K Means¶

Group (Subgroup)¶

DREAM3D Review (Clustering)

Description¶

This Filter applies the k means algorithm to an Attribute Array. K means is a clustering algorithm that assigns to each point of the Attribute Array a cluster Id. The user must specify the number of clusters in which to partition the array. Specifically, a k means partitioning is a Voronoi tesselation; an optimal solution to the k means problem is such that each point in the data set is associated with the cluster that has the closest mean. This partitioning is the one that minimizes the within cluster variance (i.e., minimizes the within cluster sum of squares differences). Thus, the "metric" used for k means is the 2-norm (the Euclidean norm; the squared Euclidean norm may also be used since this maintains the triangle inequality).

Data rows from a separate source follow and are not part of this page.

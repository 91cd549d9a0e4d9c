// File: src/platforms/manager.rs
//
// Registry of configured platform accounts, keyed by platform name. The
// platform set is sealed: construction goes through the Platform enum, so
// an unknown name fails validation before anything is instantiated.

use std::collections::HashMap;
use std::sync::Arc;

use tracing::debug;

use promobot_common::Error;
use promobot_common::models::{
    MetricsQuery, MetricsResult, Platform, PlatformConfig, PostContent, PostResult,
};
use promobot_common::traits::{RefreshTokenStore, TokenSink};

use crate::http::HttpTransport;
use crate::platforms::SocialPlatform;
use crate::platforms::reddit::RedditPlatform;
use crate::platforms::twitter::TwitterPlatform;

pub struct PlatformManager {
    transport: Arc<dyn HttpTransport>,
    platforms: HashMap<String, Box<dyn SocialPlatform>>,
    token_store: Option<Arc<dyn RefreshTokenStore>>,
    token_sink: Option<Arc<dyn TokenSink>>,
}

impl PlatformManager {
    pub fn new(transport: Arc<dyn HttpTransport>) -> Self {
        Self {
            transport,
            platforms: HashMap::new(),
            token_store: None,
            token_sink: None,
        }
    }

    pub fn with_token_store(mut self, store: Arc<dyn RefreshTokenStore>) -> Self {
        self.token_store = Some(store);
        self
    }

    /// Every token set produced by a refresh is pushed through the sink so
    /// the owning rows stay current.
    pub fn with_token_sink(mut self, sink: Arc<dyn TokenSink>) -> Self {
        self.token_sink = Some(sink);
        self
    }

    /// Configure an account. The platform name must parse into the sealed
    /// platform set.
    pub fn add_account(&mut self, config: PlatformConfig) -> Result<(), Error> {
        let platform: Platform = config
            .platform_name
            .parse()
            .map_err(Error::Validation)?;

        let instance: Box<dyn SocialPlatform> = match platform {
            Platform::Twitter => Box::new(TwitterPlatform::new(
                config,
                Arc::clone(&self.transport),
            )),
            Platform::Reddit => Box::new(RedditPlatform::new(
                config,
                Arc::clone(&self.transport),
                self.token_store.clone(),
            )),
        };
        debug!("registered platform account for {platform}");
        self.platforms.insert(platform.to_string(), instance);
        Ok(())
    }

    pub fn is_configured(&self, platform_name: &str) -> bool {
        self.platforms.contains_key(&platform_name.to_lowercase())
    }

    fn get_mut(&mut self, platform_name: &str) -> Result<&mut Box<dyn SocialPlatform>, Error> {
        self.platforms
            .get_mut(&platform_name.to_lowercase())
            .ok_or_else(|| {
                Error::Validation(format!(
                    "No configured account for platform: {platform_name}"
                ))
            })
    }

    async fn drain_tokens(&mut self, platform_name: &str) -> Result<(), Error> {
        let Some(sink) = self.token_sink.clone() else {
            return Ok(());
        };
        let key = platform_name.to_lowercase();
        if let Some(platform) = self.platforms.get_mut(&key) {
            if let Some(tokens) = platform.take_token_update() {
                sink.persist(&key, &tokens).await?;
            }
        }
        Ok(())
    }

    /// Publish content, refreshing expired credentials first. Any token
    /// set produced along the way is persisted through the sink.
    pub async fn post(
        &mut self,
        platform_name: &str,
        content: PostContent,
    ) -> Result<PostResult, Error> {
        let sink = self.token_sink.clone();
        let platform = self.get_mut(platform_name)?;
        if platform.token_expired() {
            if let Some(tokens) = platform.authenticate().await? {
                if let Some(sink) = &sink {
                    sink.persist(&platform_name.to_lowercase(), &tokens).await?;
                }
            }
        }
        let result = platform.post_content(content).await;
        self.drain_tokens(platform_name).await?;
        result
    }

    pub async fn fetch_metrics(
        &mut self,
        platform_name: &str,
        query: MetricsQuery,
    ) -> Result<Vec<MetricsResult>, Error> {
        let sink = self.token_sink.clone();
        let platform = self.get_mut(platform_name)?;
        if platform.token_expired() {
            if let Some(tokens) = platform.authenticate().await? {
                if let Some(sink) = &sink {
                    sink.persist(&platform_name.to_lowercase(), &tokens).await?;
                }
            }
        }
        let result = platform.fetch_metrics(query).await;
        self.drain_tokens(platform_name).await?;
        result
    }

    /// Health check; unknown or unconfigured platforms report false.
    pub async fn test_connection(&mut self, platform_name: &str) -> bool {
        match self.get_mut(platform_name) {
            Ok(platform) => platform.test_connection().await,
            Err(_) => false,
        }
    }
}
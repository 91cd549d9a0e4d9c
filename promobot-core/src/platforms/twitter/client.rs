// File: src/platforms/twitter/client.rs

use std::collections::HashMap;
use std::sync::Arc;

use async_trait::async_trait;
use chrono::{DateTime, SecondsFormat, Utc};
use tracing::{debug, error};

use promobot_common::Error;
use promobot_common::models::{
    MetricsQuery, MetricsResult, Platform, PlatformConfig, PostBody, PostContent, PostResult,
    TokenSet,
};

use crate::http::{
    CredentialRefresh, HttpRequest, HttpTransport, RetryPolicy, send_with_retry,
};
use crate::platforms::SocialPlatform;
use crate::platforms::twitter::auth::{DEFAULT_API_BASE, refresh_access_token};

/// Twitter/X integration over the v2 endpoints.
pub struct TwitterPlatform {
    config: PlatformConfig,
    transport: Arc<dyn HttpTransport>,
    policy: RetryPolicy,
    pending_tokens: Option<TokenSet>,
}

/// Credential hook handed to the retry engine: refreshes through the token
/// endpoint, folds the result into the config, and parks the new set for
/// the caller to persist.
struct TwitterRefresher<'a> {
    config: &'a mut PlatformConfig,
    transport: Arc<dyn HttpTransport>,
    policy: RetryPolicy,
    pending: &'a mut Option<TokenSet>,
}

#[async_trait]
impl CredentialRefresh for TwitterRefresher<'_> {
    async fn refresh_credentials(&mut self) -> Result<String, Error> {
        let tokens = refresh_access_token(self.transport.as_ref(), &self.policy, self.config).await?;
        self.config.apply_tokens(&tokens);
        let access = tokens.access_token.expose().to_string();
        *self.pending = Some(tokens);
        Ok(access)
    }
}

fn format_rfc3339(dt: DateTime<Utc>) -> String {
    dt.to_rfc3339_opts(SecondsFormat::Secs, true)
}

fn metrics_map(raw: &serde_json::Value) -> HashMap<String, serde_json::Value> {
    raw.as_object()
        .map(|obj| obj.iter().map(|(k, v)| (k.clone(), v.clone())).collect())
        .unwrap_or_default()
}

impl TwitterPlatform {
    pub fn new(mut config: PlatformConfig, transport: Arc<dyn HttpTransport>) -> Self {
        if config.api_base_url.is_none() {
            config.api_base_url = Some(DEFAULT_API_BASE.to_string());
        }
        let policy = RetryPolicy::default();
        Self {
            config,
            transport,
            policy,
            pending_tokens: None,
        }
    }

    pub fn config(&self) -> &PlatformConfig {
        &self.config
    }

    fn api_base(&self) -> String {
        self.config
            .api_base_url
            .clone()
            .unwrap_or_else(|| DEFAULT_API_BASE.to_string())
    }

    fn access_token(&self, purpose: &str) -> Result<String, Error> {
        self.config
            .access_token
            .as_ref()
            .map(|t| t.expose().to_string())
            .ok_or_else(|| Error::Auth(format!("Missing access_token for {purpose}")))
    }

    async fn send(&mut self, request: HttpRequest, expected: &[u16]) -> Result<crate::http::HttpResponse, Error> {
        let policy = RetryPolicy {
            expected_statuses: expected.to_vec(),
            ..self.policy.clone()
        };
        let mut refresher = TwitterRefresher {
            config: &mut self.config,
            transport: Arc::clone(&self.transport),
            policy: RetryPolicy::expecting(&[200]),
            pending: &mut self.pending_tokens,
        };
        send_with_retry(self.transport.as_ref(), &policy, request, &mut refresher).await
    }
}

#[async_trait]
impl SocialPlatform for TwitterPlatform {
    fn platform(&self) -> Platform {
        Platform::Twitter
    }

    fn token_expired(&self) -> bool {
        self.config.is_token_expired()
    }

    async fn authenticate(&mut self) -> Result<Option<TokenSet>, Error> {
        if self.config.refresh_token.is_some() && self.config.is_token_expired() {
            let tokens =
                refresh_access_token(self.transport.as_ref(), &RetryPolicy::expecting(&[200]), &self.config)
                    .await?;
            self.config.apply_tokens(&tokens);
            return Ok(Some(tokens));
        }
        if self.config.access_token.is_none() {
            return Err(Error::Auth(
                "No access token present. Complete the authorization-code flow first.".into(),
            ));
        }
        Ok(None)
    }

    async fn post_content(&mut self, content: PostContent) -> Result<PostResult, Error> {
        let text = match content.body {
            PostBody::Plain(text) => text,
            PostBody::Submission(_) => {
                return Err(Error::Validation(
                    "twitter takes plain text; structured submissions are a reddit shape".into(),
                ));
            }
        };
        if !content.media_urls.is_empty() {
            return Err(Error::Validation("media posting not supported yet".into()));
        }
        if content.scheduled_for.is_some() {
            return Err(Error::Validation(
                "scheduled posting not supported; pass None for scheduled_for".into(),
            ));
        }
        let token = self.access_token("posting")?;

        let url = format!("{}/2/tweets", self.api_base());
        let request = HttpRequest::post(url)
            .bearer(token)
            .json(serde_json::json!({ "text": text }))
            .timeout(self.config.default_timeout);

        let response = self.send(request, &[201, 200]).await?;
        let data = response.json_value()?;
        let tweet_id = data
            .pointer("/data/id")
            .and_then(|v| v.as_str())
            .map(str::to_string)
            .ok_or_else(|| {
                error!("unexpected tweet create response: {data}");
                Error::Api(format!("Unexpected tweet create response: {data}"))
            })?;

        debug!("posted tweet {tweet_id}");
        Ok(PostResult {
            platform: self.config.platform_name.clone(),
            post_id: tweet_id.clone(),
            url: Some(format!("https://twitter.com/i/web/status/{tweet_id}")),
            created_at: Utc::now(),
            raw_response: Some(data),
        })
    }

    async fn fetch_metrics(&mut self, query: MetricsQuery) -> Result<Vec<MetricsResult>, Error> {
        let token = self.access_token("metrics")?;
        let base = self.api_base();
        let mut results = Vec::new();

        if let Some(post_id) = &query.post_id {
            let request = HttpRequest::get(format!("{base}/2/tweets/{post_id}"))
                .query_param("tweet.fields", "public_metrics,created_at")
                .bearer(token)
                .timeout(self.config.default_timeout);
            let response = self.send(request, &[200]).await?;
            let payload = response.json_value()?;
            let metrics = payload
                .pointer("/data/public_metrics")
                .cloned()
                .unwrap_or_default();
            results.push(MetricsResult {
                platform: self.config.platform_name.clone(),
                post_id: Some(post_id.clone()),
                metrics: metrics_map(&metrics),
                fetched_at: Utc::now(),
                raw_response: Some(payload),
            });
            return Ok(results);
        }

        // Account-level: resolve the user id, then walk recent tweets.
        let me_request = HttpRequest::get(format!("{base}/2/users/me"))
            .bearer(token.clone())
            .timeout(self.config.default_timeout);
        let me = self.send(me_request, &[200]).await?.json_value()?;
        let user_id = me
            .pointer("/data/id")
            .and_then(|v| v.as_str())
            .map(str::to_string)
            .ok_or_else(|| Error::Api(format!("Could not determine user id: {me}")))?;

        let mut request = HttpRequest::get(format!("{base}/2/users/{user_id}/tweets"))
            .query_param("max_results", "100")
            .query_param("tweet.fields", "public_metrics,created_at")
            .bearer(token)
            .timeout(self.config.default_timeout);
        if let Some(since) = query.since {
            request = request.query_param("start_time", format_rfc3339(since));
        }
        if let Some(until) = query.until {
            request = request.query_param("end_time", format_rfc3339(until));
        }

        let payload = self.send(request, &[200]).await?.json_value()?;
        if let Some(items) = payload.get("data").and_then(|v| v.as_array()) {
            for item in items {
                let metrics = item.get("public_metrics").cloned().unwrap_or_default();
                results.push(MetricsResult {
                    platform: self.config.platform_name.clone(),
                    post_id: item.get("id").and_then(|v| v.as_str()).map(str::to_string),
                    metrics: metrics_map(&metrics),
                    fetched_at: Utc::now(),
                    raw_response: Some(item.clone()),
                });
            }
        }
        Ok(results)
    }

    async fn test_connection(&mut self) -> bool {
        let Ok(token) = self.access_token("connection test") else {
            return false;
        };
        let request = HttpRequest::get(format!("{}/2/users/me", self.api_base()))
            .bearer(token)
            .timeout(self.config.default_timeout);
        match self.send(request, &[200]).await {
            Ok(_) => true,
            Err(e) => {
                debug!("twitter connection test failed: {e}");
                false
            }
        }
    }

    fn take_token_update(&mut self) -> Option<TokenSet> {
        self.pending_tokens.take()
    }
}
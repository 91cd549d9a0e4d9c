// tests/platform_manager_tests.rs

mod common;

use std::sync::{Arc, Mutex};

use async_trait::async_trait;
use chrono::Utc;

use common::{ScriptedTransport, response};
use promobot_common::models::{PlatformConfig, PostContent, TokenSet};
use promobot_common::traits::TokenSink;
use promobot_common::{Error, Secret};
use promobot_core::platforms::manager::PlatformManager;

#[derive(Default)]
struct RecordingSink {
    persisted: Mutex<Vec<(String, String)>>,
}

impl RecordingSink {
    fn access_tokens_for(&self, platform: &str) -> Vec<String> {
        self.persisted
            .lock()
            .unwrap()
            .iter()
            .filter(|(p, _)| p == platform)
            .map(|(_, t)| t.clone())
            .collect()
    }
}

#[async_trait]
impl TokenSink for RecordingSink {
    async fn persist(&self, platform: &str, tokens: &TokenSet) -> Result<(), Error> {
        self.persisted
            .lock()
            .unwrap()
            .push((platform.to_string(), tokens.access_token.expose().to_string()));
        Ok(())
    }
}

fn expired_twitter_config() -> PlatformConfig {
    let mut cfg = PlatformConfig::new("twitter");
    cfg.client_id = Some("client-123".to_string());
    cfg.access_token = Some(Secret::new("stale-access"));
    cfg.refresh_token = Some(Secret::new("old-refresh"));
    cfg.token_expires_at = Some(Utc::now() - chrono::Duration::minutes(5));
    cfg
}

#[tokio::test]
async fn unknown_platform_names_are_rejected() {
    let transport = Arc::new(ScriptedTransport::new(vec![]));
    let mut manager = PlatformManager::new(transport);

    let err = manager
        .add_account(PlatformConfig::new("myspace"))
        .unwrap_err();
    assert!(matches!(err, Error::Validation(_)), "got {err:?}");
}

#[tokio::test]
async fn posting_to_an_unconfigured_platform_fails_validation() {
    let transport = Arc::new(ScriptedTransport::new(vec![]));
    let mut manager = PlatformManager::new(transport);

    let err = manager
        .post("twitter", PostContent::plain("hello"))
        .await
        .unwrap_err();
    assert!(matches!(err, Error::Validation(_)), "got {err:?}");
    assert!(!manager.test_connection("twitter").await);
}

#[tokio::test]
async fn expired_token_is_refreshed_before_posting_and_persisted() {
    let transport = Arc::new(ScriptedTransport::new(vec![
        // Refresh exchange, then the tweet create.
        response(
            200,
            r#"{"access_token":"fresh-access","refresh_token":"fresh-refresh","expires_in":7200}"#,
        ),
        response(201, r#"{"data":{"id":"tw-1","text":"hello"}}"#),
    ]));
    let sink = Arc::new(RecordingSink::default());

    let mut manager = PlatformManager::new(Arc::clone(&transport) as Arc<_>)
        .with_token_sink(Arc::clone(&sink) as Arc<dyn TokenSink>);
    manager.add_account(expired_twitter_config()).unwrap();

    let result = manager
        .post("twitter", PostContent::plain("hello"))
        .await
        .unwrap();

    assert_eq!(result.post_id, "tw-1");
    assert_eq!(result.platform, "twitter");
    // The refreshed token set reached the sink for persistence.
    assert_eq!(sink.access_tokens_for("twitter"), vec!["fresh-access"]);
    // The actual post carried the refreshed bearer token.
    assert_eq!(
        transport.request(1).bearer.as_deref(),
        Some("fresh-access")
    );
}

#[tokio::test]
async fn media_and_scheduling_are_validation_errors() {
    let transport = Arc::new(ScriptedTransport::new(vec![]));
    let mut manager = PlatformManager::new(transport);
    let mut cfg = PlatformConfig::new("twitter");
    cfg.client_id = Some("client-123".to_string());
    cfg.access_token = Some(Secret::new("token"));
    manager.add_account(cfg).unwrap();

    let mut content = PostContent::plain("hello");
    content.media_urls.push("https://example.com/pic.png".to_string());
    let err = manager.post("twitter", content).await.unwrap_err();
    assert!(matches!(err, Error::Validation(_)), "got {err:?}");

    let mut content = PostContent::plain("hello");
    content.scheduled_for = Some(Utc::now() + chrono::Duration::hours(1));
    let err = manager.post("twitter", content).await.unwrap_err();
    assert!(matches!(err, Error::Validation(_)), "got {err:?}");
}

Optimal solutions to the k means partitioning problem are computationally difficult; this Filter used Lloyd's algorithm to approximate the solution. Lloyd's algorithm is an iterative algorithm that proceeds as follows:

Choose k points at random to serve as the initial cluster "means"
Until convergence, repeat the following steps:
Associate each point with the closest mean, where "closest" is the smallest 2-norm distance
Recompute the means based on the new tesselation

Convergence is defined as when the computed means change very little (precisely, when the differences are within machine epsilon). Since Lloyd's algorithm is iterative, it only serves as an approximation, and may result in different classifications on each execution with the same input data. The user may opt to use a mask to ignore certain points; where the mask is false, the points will be placed in cluster 0.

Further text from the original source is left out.